13. A method for expressing a GPCR in a cell, comprising (a) providing a cell expressing (i) a GPCR and (ii) a Tmem30A protein having at least 80% sequence similarity to any of SEQ ID NOs: 1, 3, 5, or 7; and(b) propagating, growing, culturing, or maintaining the cell under conditions effective to promote and/or increase the localization of the GPCR to the cell membrane, cell surface, or combination thereof.

14. A method for identifying a GPCR ligand, comprising: (a) providing a cell expressing (i) a GPCR and (ii) a Tmem30A protein having at least 80% sequence similarity to any of SEQ ID NOs: 1, 3, 5, or 7;(b) propagating, growing, culturing, or maintaining the cell under conditions effective to promote and/or increase the localization of the GPCR to the cell membrane, cell surface, or combination thereof;(c) contacting the cell in culture or in vitro with a candidate GPCR ligand under conditions that allow for binding of the candidate GPCR ligand to the GPCR; and(d) detecting a signal generated by the binding of the candidate GPCR ligand to the GPCR, wherein the candidate GPCR ligand is identified as a GPCR ligand when a signal is detected.

15. A method for enhancing functional expression of a GPCR in a cell, comprising (a) providing a cell expressing (i) a GPCR and (ii) a Tmem30A protein having at least 80% sequence similarity to any of SEQ ID NOs: 1, 3, 5, or 7; and(b) propagating, growing, culturing, or maintaining the cell under conditions effective to promote and/or increase the localization of the GPCR to the cell membrane, cell surface, or combination thereof.
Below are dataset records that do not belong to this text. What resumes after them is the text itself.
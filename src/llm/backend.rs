//! Inference backend abstraction.
//!
//! Two backend kinds exist:
//! - On-device: a local engine with a limited context window (Ollama)
//! - Remote: a network-hosted engine with larger context (OpenAI-compatible APIs)
//!
//! Backends are injected into the prober, router and session manager as
//! `Arc<dyn InferenceBackend>` so tests can substitute a scripted backend.

use async_trait::async_trait;
use serde::Serialize;
use thiserror::Error;

/// Readiness of an inference engine.
#[derive(Debug, Clone, Copy, PartialEq, Eq, Hash, Serialize)]
#[serde(rename_all = "lowercase")]
pub enum CapabilityState {
    /// Engine is absent or cannot be used.
    Unavailable,
    /// Engine is present but its model must be downloaded first.
    Downloadable,
    /// Model download is in progress.
    Downloading,
    /// Engine is ready to create sessions.
    Available,
}

impl CapabilityState {
    pub fn as_str(&self) -> &'static str {
        match self {
            CapabilityState::Unavailable => "unavailable",
            CapabilityState::Downloadable => "downloadable",
            CapabilityState::Downloading => "downloading",
            CapabilityState::Available => "available",
        }
    }
}

impl std::fmt::Display for CapabilityState {
    fn fmt(&self, f: &mut std::fmt::Formatter<'_>) -> std::fmt::Result {
        write!(f, "{}", self.as_str())
    }
}

/// Which class of backend serves a request.
#[derive(Debug, Clone, Copy, PartialEq, Eq, Hash, Serialize)]
#[serde(rename_all = "kebab-case")]
pub enum BackendKind {
    OnDevice,
    Remote,
}

impl BackendKind {
    pub fn as_str(&self) -> &'static str {
        match self {
            BackendKind::OnDevice => "on-device",
            BackendKind::Remote => "remote",
        }
    }
}

impl std::fmt::Display for BackendKind {
    fn fmt(&self, f: &mut std::fmt::Formatter<'_>) -> std::fmt::Result {
        write!(f, "{}", self.as_str())
    }
}

/// The backend could not even determine its readiness.
///
/// Never surfaced to users: the prober downgrades it to `Unavailable`.
#[derive(Debug, Error)]
pub enum CapabilityError {
    #[error("Engine unreachable: {0}")]
    Unreachable(String),

    #[error("Unexpected capability response: {0}")]
    InvalidResponse(String),
}

/// Errors raised by a backend while creating a session or prompting it.
#[derive(Debug, Error)]
pub enum BackendError {
    #[error("Connection error: {0}")]
    Connection(String),

    #[error("API error: {0}")]
    Api(String),

    #[error("Rate limited, retry after {retry_after_secs:?}s")]
    RateLimited { retry_after_secs: Option<u64> },

    #[error("Backend not ready ({state}): {hint}")]
    NotReady { state: CapabilityState, hint: String },

    #[error("Invalid response: {0}")]
    InvalidResponse(String),

    #[error("Session already released")]
    Released,
}

/// A single-owner session bound to one backend and one system instruction.
#[async_trait]
pub trait InferenceSession: Send {
    /// Send one prompt and return the raw completion text.
    async fn prompt(&mut self, text: &str) -> Result<String, BackendError>;

    /// Release backend resources held by this session.
    ///
    /// Synchronous so it can run from `Drop` on cancellation.
    fn release(&mut self);
}

/// Owned session handle as handed out by backends.
pub type SessionBox = Box<dyn InferenceSession>;

/// An inference engine that can report readiness and open sessions.
#[async_trait]
pub trait InferenceBackend: Send + Sync {
    /// Which kind of backend this is.
    fn kind(&self) -> BackendKind;

    /// Short identifier for logs and status output (e.g. "ollama", "Groq").
    fn name(&self) -> &str;

    /// Query readiness. Absence is a state, not an error; errors mean the
    /// state could not be determined at all.
    async fn probe(&self) -> Result<CapabilityState, CapabilityError>;

    /// Open a session with an optional system instruction.
    async fn create_session(
        &self,
        system_instruction: Option<&str>,
    ) -> Result<SessionBox, BackendError>;

    /// What the user needs to do to make this backend usable.
    fn availability_hint(&self) -> String;
}

#[cfg(test)]
mod tests {
    use super::*;

    #[test]
    fn test_capability_display() {
        assert_eq!(CapabilityState::Available.to_string(), "available");
        assert_eq!(CapabilityState::Downloading.to_string(), "downloading");
    }

    #[test]
    fn test_backend_kind_display() {
        assert_eq!(BackendKind::OnDevice.to_string(), "on-device");
    }
}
16. A method for increasing localization of a GPCR a cell surface membrane, comprising (a) providing a cell expressing (i) a GPCR and (ii) a Tmem30A protein having at least 80% sequence similarity to any of SEQ ID NOs: 1, 3, 5, or 7; and(b) propagating, growing, culturing, or maintaining the cell under conditions effective to promote and/or increase the localization of the GPCR to the cell surface membrane.

17. The method of any one of claims 13-16, wherein the cell further comprises deletion of a calreticulin.

18. The method of any one of claims 13-17, wherein the recombinant cell further expresses a protein selected from REEP, RTP1, and RTP2.

19. The method of any one of claims 13-18, wherein the GPCR is a class C GPCR.

20. The method of claim 19, wherein the GPCR is a vomeronasal receptor or an odorant receptor.